==== EXERCISE INPUTS ====

//! Configuration module

use anyhow::{Context, Result};
use serde::{Deserialize, Serialize};
use shiori_engine::{EngineConfig, DEFAULT_PARSER_TIMEOUT};
use std::path::Path;
use std::time::Duration;

/// CLI configuration structure
#[derive(Debug, Deserialize, Serialize, Default, PartialEq)]
pub struct CliConfig {
    /// Processing configuration
    #[serde(default)]
    pub processing: ProcessingConfig,

    /// Output configuration
    #[serde(default)]
    pub output: OutputConfig,

    /// Performance configuration
    #[serde(default)]
    pub performance: PerformanceConfig,
}

impl CliConfig {
    /// Load a configuration file
    pub fn from_file(path: &Path) -> Result<Self> {
        let content = std::fs::read_to_string(path)
            .with_context(|| format!("Failed to read config file: {}", path.display()))?;
        toml::from_str(&content)
            .with_context(|| format!("Invalid config file: {}", path.display()))
    }

    /// Engine settings, with an optional thread count override
    pub fn engine_config(&self, threads: Option<usize>) -> Result<EngineConfig> {
        let perf = &self.performance;
        let threads = threads.or(match perf.worker_threads {
            0 => None,
            n => Some(n),
        });

        let mut builder = EngineConfig::builder()
            .threads(threads)
            .parser_timeout(Duration::from_secs(perf.parser_timeout_secs))
            .parallel_sentence_threshold(perf.parallel_sentence_threshold);
        if perf.max_concurrent_parsers > 0 {
            builder = builder.max_concurrent_parsers(perf.max_concurrent_parsers);
        }

        builder.build().context("Invalid performance settings")
    }
}

/// Processing-related configuration
#[derive(Debug, Deserialize, Serialize, PartialEq)]
#[serde(default)]
pub struct ProcessingConfig {
    /// Language used when none is given on the command line
    pub default_language: String,

    /// Keep going when a text fails
    pub continue_on_error: bool,
}

impl Default for ProcessingConfig {
    fn default() -> Self {
        Self {
            default_language: "en".to_string(),
            continue_on_error: false,
        }
    }
}

/// Output-related configuration
#[derive(Debug, Deserialize, Serialize, PartialEq)]
#[serde(default)]
pub struct OutputConfig {
    /// Default output format
    pub default_format: String,

    /// Show lemmas next to word forms
    pub show_lemmas: bool,

    /// Pretty print JSON output
    pub pretty_json: bool,
}

impl Default for OutputConfig {
    fn default() -> Self {
        Self {
            default_format: "text".to_string(),
            show_lemmas: true,
            pretty_json: true,
        }
    }
}

/// Performance-related configuration
#[derive(Debug, Deserialize, Serialize, PartialEq)]
#[serde(default)]
pub struct PerformanceConfig {
    /// Number of worker threads (0 = auto)
    pub worker_threads: usize,

    /// Parser processes alive at once (0 = one per core)
    pub max_concurrent_parsers: usize,

    /// Subprocess timeout in seconds
    pub parser_timeout_secs: u64,

    /// Sentence count from which a text is tokenized in parallel
    pub parallel_sentence_threshold: usize,
}

impl Default for PerformanceConfig {
    fn default() -> Self {
        Self {
            worker_threads: 0,
            max_concurrent_parsers: 0,
            parser_timeout_secs: DEFAULT_PARSER_TIMEOUT.as_secs(),
            parallel_sentence_threshold: EngineConfig::default().parallel_sentence_threshold,
        }
    }
}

====

▶ _TASK_:
Go through the listing above and state how many of its lines contain "count", with no other words.

▶ _SOLVED PROBLEM_:
2